La lithographie photonique permet les résolutions les plus élevées
Les scientifiques du PSI ont perfectionné la lithographie EUV conventionnelle en irradiant l’échantillon non pas de manière directe, mais de manière indirecte. Dans la lithographie interférentielle à miroir UVE (MIL), deux faisceaux cohérents l’un par rapport à l’autre sont réfléchis par deux miroirs identiques sur le wafer. Les rayons produisent ensuite un motif d’interférence avec un modèle qui dépend à la fois de l’angle de la lumière incidente et de sa longueur d’onde. Le groupe a ainsi obtenu des résolutions – c’est-à-dire des distances entre les conducteurs – de 5 nanomètres, et ce en une seule exposition. Au microscope électronique, les conducteurs ont révélé de bons contrastes avec des bords nets.

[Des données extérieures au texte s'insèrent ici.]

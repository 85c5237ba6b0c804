//! Connection pool, schema bootstrap, and session factory.

use std::str::FromStr;
use std::time::Duration;

use sqlx::sqlite::{SqliteConnectOptions, SqliteJournalMode, SqlitePool, SqlitePoolOptions};
use tracing::info;

use super::config::StorageConfig;
use super::error::StoreError;
use super::session::Session;

/// Tables for groups, students, courses, and the student/course association.
///
/// `IF NOT EXISTS` keeps [`Database::initialize`] idempotent across restarts.
const SCHEMA: &str = r#"
CREATE TABLE IF NOT EXISTS "groups" (
    id   INTEGER PRIMARY KEY,
    name TEXT NOT NULL UNIQUE
);

CREATE TABLE IF NOT EXISTS students (
    id         INTEGER PRIMARY KEY,
    first_name TEXT NOT NULL,
    last_name  TEXT NOT NULL,
    group_id   INTEGER REFERENCES "groups"(id)
);

CREATE TABLE IF NOT EXISTS courses (
    id          INTEGER PRIMARY KEY,
    name        TEXT NOT NULL UNIQUE,
    description TEXT
);

CREATE TABLE IF NOT EXISTS student_courses (
    student_id INTEGER NOT NULL REFERENCES students(id) ON DELETE CASCADE,
    course_id  INTEGER NOT NULL REFERENCES courses(id) ON DELETE CASCADE,
    PRIMARY KEY (student_id, course_id)
);

CREATE INDEX IF NOT EXISTS students_group_id ON students(group_id);
CREATE INDEX IF NOT EXISTS student_courses_course_id ON student_courses(course_id);
"#;

/// Point-in-time view of the connection pool, reported by `/health`.
#[derive(Debug, Clone, Copy, PartialEq, Eq)]
pub struct PoolStats {
    pub size: u32,
    pub idle: usize,
}

/// Handle to the relational store. Cloning shares the underlying pool.
#[derive(Debug, Clone)]
pub struct Database {
    pool: SqlitePool,
}

impl Database {
    /// Opens a pool against `config.database_url`. Does not create tables;
    /// call [`initialize`](Self::initialize) before serving requests.
    ///
    /// # Errors
    ///
    /// Returns an error if the URL is malformed or the database cannot be opened.
    pub async fn connect(config: &StorageConfig) -> Result<Self, StoreError> {
        let options = SqliteConnectOptions::from_str(&config.database_url)?
            .create_if_missing(config.create_if_missing)
            .journal_mode(SqliteJournalMode::Wal)
            .busy_timeout(Duration::from_secs(5))
            .foreign_keys(true);

        let pool = SqlitePoolOptions::new()
            .max_connections(config.max_connections)
            .connect_with(options)
            .await?;

        info!(url = %config.database_url, max_connections = config.max_connections, "database pool opened");
        Ok(Self { pool })
    }

    /// Opens a private in-memory database with the schema already applied.
    ///
    /// Every `SQLite` connection to `:memory:` is a separate database, so the
    /// pool is pinned to exactly one connection that never expires.
    ///
    /// # Errors
    ///
    /// Returns an error if the connection or schema bootstrap fails.
    pub async fn in_memory() -> Result<Self, StoreError> {
        let options = SqliteConnectOptions::from_str("sqlite::memory:")?.foreign_keys(true);

        let pool = SqlitePoolOptions::new()
            .max_connections(1)
            .min_connections(1)
            .idle_timeout(None)
            .max_lifetime(None)
            .connect_with(options)
            .await?;

        let db = Self { pool };
        db.initialize().await?;
        Ok(db)
    }

    /// Creates any missing tables and indexes.
    ///
    /// # Errors
    ///
    /// Returns an error if a DDL statement fails.
    pub async fn initialize(&self) -> Result<(), StoreError> {
        sqlx::raw_sql(SCHEMA).execute(&self.pool).await?;
        Ok(())
    }

    /// Begins a unit of work. See [`Session`] for commit/rollback rules.
    ///
    /// # Errors
    ///
    /// Returns an error if no connection can be acquired or `BEGIN` fails.
    pub async fn session(&self) -> Result<Session, StoreError> {
        Session::begin(&self.pool).await
    }

    /// Begins a unit of work that holds the write lock from the start.
    /// Every request that writes uses one of these.
    ///
    /// # Errors
    ///
    /// Returns an error if no connection can be acquired or the write lock
    /// is not granted within the busy timeout.
    pub async fn write_session(&self) -> Result<Session, StoreError> {
        Session::begin_write(&self.pool).await
    }

    #[must_use]
    pub fn pool_stats(&self) -> PoolStats {
        PoolStats {
            size: self.pool.size(),
            idle: self.pool.num_idle(),
        }
    }

    /// Closes every pooled connection, waiting for checked-out ones to return.
    pub async fn close(&self) {
        self.pool.close().await;
        info!("database pool closed");
    }
}

#[cfg(test)]
mod tests {
    use super::*;

    #[tokio::test]
    async fn initialize_is_idempotent() {
        let db = Database::in_memory().await.unwrap();
        db.initialize().await.unwrap();
        db.initialize().await.unwrap();

        let mut session = db.session().await.unwrap();
        assert!(session.all_groups().await.unwrap().is_empty());
    }

    #[tokio::test]
    async fn in_memory_pool_holds_one_connection() {
        let db = Database::in_memory().await.unwrap();
        assert_eq!(db.pool_stats().size, 1);
    }

    #[tokio::test]
    async fn file_database_persists_across_pools() {
        let dir = tempfile::tempdir().unwrap();
        let path = dir.path().join("roster.db");
        let config = StorageConfig {
            database_url: format!("sqlite://{}", path.display()),
            ..StorageConfig::default()
        };

        let db = Database::connect(&config).await.unwrap();
        db.initialize().await.unwrap();
        let mut session = db.session().await.unwrap();
        session.insert_group("AB-12").await.unwrap();
        session.commit().await.unwrap();
        db.close().await;

        let reopened = Database::connect(&config).await.unwrap();
        reopened.initialize().await.unwrap();
        let mut session = reopened.session().await.unwrap();
        let names: Vec<_> = session
            .all_groups()
            .await
            .unwrap()
            .into_iter()
            .map(|g| g.name)
            .collect();
        assert_eq!(names, vec!["AB-12"]);
        drop(session);
        reopened.close().await;
    }
}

«Nos résultats montrent que la lithographie EUV permet des résolutions extrêmement élevées ce qui suggère qu’il n’y a pas encore de limites fondamentales, constate Dimitrios Kazazis. C’est un aspect vraiment exaltant qui élargit l’horizon de ce que nous pensions possible. Et cela ouvre de nouvelles voies pour la recherche dans le domaine de la lithographie EUV et des photoresists», conclut Dimitrios Kazazis.

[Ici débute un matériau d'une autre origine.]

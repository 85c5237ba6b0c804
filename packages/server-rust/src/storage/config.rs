//! Storage configuration.

/// Connection settings for the `SQLite` database.
#[derive(Debug, Clone)]
pub struct StorageConfig {
    /// `sqlx` connection URL, e.g. `sqlite://roster.db`.
    pub database_url: String,
    /// Upper bound on pooled connections.
    pub max_connections: u32,
    /// Create the database file when it does not exist yet.
    pub create_if_missing: bool,
}

impl Default for StorageConfig {
    fn default() -> Self {
        Self {
            database_url: "sqlite://roster.db".to_string(),
            max_connections: 5,
            create_if_missing: true,
        }
    }
}

#[cfg(test)]
mod tests {
    use super::*;

    #[test]
    fn storage_config_defaults() {
        let config = StorageConfig::default();
        assert_eq!(config.database_url, "sqlite://roster.db");
        assert_eq!(config.max_connections, 5);
        assert!(config.create_if_missing);
    }
}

Dès fin 2025: dans une nouvelle chambre EUVL
Pour l’instant, cette démarche n’est pas particulièrement intéressante pour la production industrielle de puces, car comparée aux normes industrielles, elle est très lente et ne peut produire que de simples structures périodiques, et non des concepts de puces. Mais elle offre en revanche une méthode pour mettre au point des résines photosensibles qui seront nécessaires à la future production de puces, et ce avec une résolution qui ne peut être atteinte dans l’industrie. L’équipe prévoit de poursuivre ses recherches avec un nouvel outil EUV à la SLS. Attendu pour fin 2025, ce nouvel appareil sera couplé à la SLS 2.0, que l’on équipe actuellement, et offrira beaucoup plus de performance et de possibilités.
Contact
À propos du PSI
Avec ses 2300 collaborateurs et un budget annuel de CHF 460 millions, le PSI est le plus grand institut de recherche suisse pour les sciences naturelles et les science de l’ingénierie. Il est le site central des grandes installations de recherche suisses. Faisant partie du domaine des EPF, le PSI est un pilier décisif du paysage de la recherche suisse et mène de la recherche de pointe dans les domaines des technologies du futur, de l'énergie et du climat, de l'innovation santé et des fondements de la nature.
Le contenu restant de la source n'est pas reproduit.